§ **TASK DETAILS**: What is needed is every line, exactly as given, from the line containing "if let Ok(pgid)" through the end of the data below.

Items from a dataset
· · · · ·
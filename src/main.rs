use anyhow::Result;
use clap::Parser;
use repocat::cli::{AppContext, Cli, Commands};
use repocat::infra::interrupt;

fn main() -> Result<()> {
    let cli = Cli::parse();

    repocat::infra::logging::init(cli.verbose, cli.quiet);
    interrupt::install()?;

    // Build a context once, pass everywhere
    let ctx = AppContext {
        quiet: cli.quiet,
        no_color: cli.no_color,
        dry_run: cli.dry_run,
    };

    let outcome = match cli.command {
        Some(Commands::Init(args)) => repocat::infra::config::init(args, &ctx),
        Some(Commands::Completions(args)) => repocat::completion::run(args, &ctx),
        None => repocat::snapshot_run(cli.snapshot, &ctx),
    };

    // Workspace and staged artifact are already gone at this point
    if outcome.is_err() && interrupt::is_interrupted() {
        eprintln!("Interrupted; nothing written");
        std::process::exit(interrupt::INTERRUPT_EXIT_CODE);
    }
    outcome
}
//! Repository retrieval via the system `git` client.
//!
//! `git` is a black box here: it either populates the destination with a
//! working tree or the run ends with a retrieval error. The clone lives in a
//! [`Workspace`], a scoped temporary directory removed when dropped. The
//! clone is polled against a cancel flag; on cancel the `git` process group
//! is killed and the partial workspace removed before returning.

use std::io::Read;
use std::path::{Path, PathBuf};
use std::process::{Child, Command, Stdio};
use std::sync::atomic::{AtomicBool, Ordering};
use std::thread;
use std::time::Duration;

use tempfile::TempDir;
use tracing::{debug, info, instrument, warn};

use crate::core::error::SnapshotError;
use crate::infra::interrupt;

const GITHUB_HTTPS: &str = "https://github.com/";

/// How often a running clone checks for cancellation
const CLONE_POLL: Duration = Duration::from_millis(50);

/// Attempts at removing a cancelled workspace while `git` helpers exit
const REMOVE_ATTEMPTS: usize = 20;

/// Extra `git clone` knobs
#[derive(Debug, Clone, Default)]
pub struct CloneOptions {
    /// Branch or tag passed to `--branch`
    pub branch: Option<String>,
    /// History depth passed to `--depth`
    pub depth: Option<u32>,
    /// Pass `--quiet` to git
    pub quiet: bool,
}

/// Scoped clone directory; the tree is deleted on drop.
#[derive(Debug)]
pub struct Workspace {
    tmp: TempDir,
    repo_dir: PathBuf,
}

impl Workspace {
    /// Root of the checked-out working tree
    pub fn repo_dir(&self) -> &Path {
        &self.repo_dir
    }

    /// Temporary directory holding the clone
    pub fn path(&self) -> &Path {
        self.tmp.path()
    }
}

/// Rewrite `https://github.com/owner/repo[/]` to `git@github.com:owner/repo.git`
/// when `prefer_ssh` is set. Anything else passes through untouched.
pub fn normalize_location(location: &str, prefer_ssh: bool) -> String {
    if !prefer_ssh {
        return location.to_string();
    }

    match location.strip_prefix(GITHUB_HTTPS) {
        Some(path) => {
            let path = path.trim_end_matches('/');
            if path.ends_with(".git") {
                format!("git@github.com:{path}")
            } else {
                format!("git@github.com:{path}.git")
            }
        }
        None => location.to_string(),
    }
}

/// Short repository name used for the default artifact file name.
///
/// `https://github.com/o/tool.git/` → `tool`, `git@host:tool.git` → `tool`.
pub fn repo_name(location: &str) -> Result<String, SnapshotError> {
    let trimmed = location.trim().trim_end_matches(['/', '\\']);
    let last = trimmed
        .rsplit(['/', '\\', ':'])
        .next()
        .unwrap_or(trimmed);
    let name = last.strip_suffix(".git").unwrap_or(last);

    if name.is_empty() || name == "." || name == ".." {
        return Err(SnapshotError::InvalidLocation(location.to_string()));
    }
    Ok(name.to_string())
}

/// Verify `git` can be launched.
fn detect_git_executable() -> Result<PathBuf, SnapshotError> {
    let output = Command::new("git")
        .arg("--version")
        .stdin(Stdio::null())
        .output()
        .map_err(SnapshotError::GitUnavailable)?;

    let version = String::from_utf8_lossy(&output.stdout);
    if !output.status.success() || !version.contains("git version") {
        return Err(SnapshotError::GitUnavailable(std::io::Error::other(format!(
            "unexpected `git --version` output: {}",
            version.trim()
        ))));
    }

    debug!(version = %version.trim(), "git detected");
    Ok(PathBuf::from("git"))
}

/// Clone `address` into a fresh workspace under the system temp dir,
/// giving up when the process is interrupted.
pub fn clone_into_workspace(address: &str, opts: &CloneOptions) -> Result<Workspace, SnapshotError> {
    clone_in(&std::env::temp_dir(), address, opts, interrupt::flag())
}

/// Clone `address` into a fresh workspace under `parent`.
///
/// Setting `cancel` while `git` runs kills it and removes the workspace.
#[instrument(skip(parent, opts, cancel))]
pub fn clone_in(
    parent: &Path,
    address: &str,
    opts: &CloneOptions,
    cancel: &AtomicBool,
) -> Result<Workspace, SnapshotError> {
    let git = detect_git_executable()?;

    let tmp = tempfile::Builder::new()
        .prefix("repo_clone_")
        .tempdir_in(parent)
        .map_err(|e| SnapshotError::Retrieval {
            location: address.to_string(),
            detail: format!("cannot create temporary directory: {e}"),
        })?;
    let repo_dir = tmp.path().join("repo");

    let mut cmd = Command::new(git);
    cmd.arg("clone");
    if opts.quiet {
        cmd.arg("--quiet");
    }
    if let Some(depth) = opts.depth {
        cmd.arg("--depth").arg(depth.to_string());
    }
    if let Some(branch) = &opts.branch {
        cmd.arg("--branch").arg(branch);
    }
    cmd.arg("--")
        .arg(address)
        .arg(&repo_dir)
        .env("GIT_TERMINAL_PROMPT", "0")
        .stdin(Stdio::null())
        .stdout(Stdio::null())
        .stderr(Stdio::piped());

    // Own process group: transport helpers die with git when cancelled
    #[cfg(unix)]
    {
        use std::os::unix::process::CommandExt;
        cmd.process_group(0);
    }

    info!("cloning repository");
    let mut child = cmd.spawn().map_err(SnapshotError::GitUnavailable)?;

    // Drain stderr off-thread so a chatty git never blocks on a full pipe
    let stderr = child.stderr.take();
    let drain = thread::spawn(move || {
        let mut buf = Vec::new();
        if let Some(mut s) = stderr {
            let _ = s.read_to_end(&mut buf);
        }
        buf
    });

    let status = loop {
        if cancel.load(Ordering::SeqCst) {
            kill_clone(&mut child);
            remove_partial(tmp.path());
            warn!("clone cancelled, workspace removed");
            return Err(SnapshotError::Interrupted);
        }
        match child.try_wait().map_err(SnapshotError::GitUnavailable)? {
            Some(status) => break status,
            None => thread::sleep(CLONE_POLL),
        }
    };

    if !status.success() {
        let stderr = drain.join().unwrap_or_default();
        let stderr = String::from_utf8_lossy(&stderr);
        let detail = match stderr.trim() {
            "" => format!("git clone exited with {status}"),
            msg => msg.to_string(),
        };
        return Err(SnapshotError::Retrieval {
            location: address.to_string(),
            detail,
        });
    }

    debug!(workspace = %tmp.path().display(), "clone complete");
    Ok(Workspace { tmp, repo_dir })
}

/// Kill `git` together with any helpers it spawned, then reap it.
fn kill_clone(child: &mut Child) {
    #[cfg(unix)]
    {
        if let Ok(pgid) = i32::try_from(child.id()) {
            // SAFETY: plain kill(2) on the process group created for this child
            unsafe {
                libc::kill(-pgid, libc::SIGKILL);
            }
        }
    }
    let _ = child.kill();
    let _ = child.wait();
}

/// Remove a cancelled clone, retrying while exiting helpers release files.
fn remove_partial(dir: &Path) {
    for _ in 0..REMOVE_ATTEMPTS {
        match std::fs::remove_dir_all(dir) {
            Ok(()) => return,
            Err(e) if e.kind() == std::io::ErrorKind::NotFound => return,
            Err(e) => {
                debug!(error = %e, "workspace still busy");
                thread::sleep(CLONE_POLL);
            }
        }
    }
    warn!(path = %dir.display(), "could not fully remove cancelled workspace");
}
· · · · ·
§ **THE ANSWER**:
        if let Ok(pgid) = i32::try_from(child.id()) {
            // SAFETY: plain kill(2) on the process group created for this child
            unsafe {
                libc::kill(-pgid, libc::SIGKILL);
            }
        }
    }
    let _ = child.kill();
    let _ = child.wait();
}

/// Remove a cancelled clone, retrying while exiting helpers release files.
fn remove_partial(dir: &Path) {
    for _ in 0..REMOVE_ATTEMPTS {
        match std::fs::remove_dir_all(dir) {
            Ok(()) => return,
            Err(e) if e.kind() == std::io::ErrorKind::NotFound => return,
            Err(e) => {
                debug!(error = %e, "workspace still busy");
                thread::sleep(CLONE_POLL);
            }
        }
    }
    warn!(path = %dir.display(), "could not fully remove cancelled workspace");
}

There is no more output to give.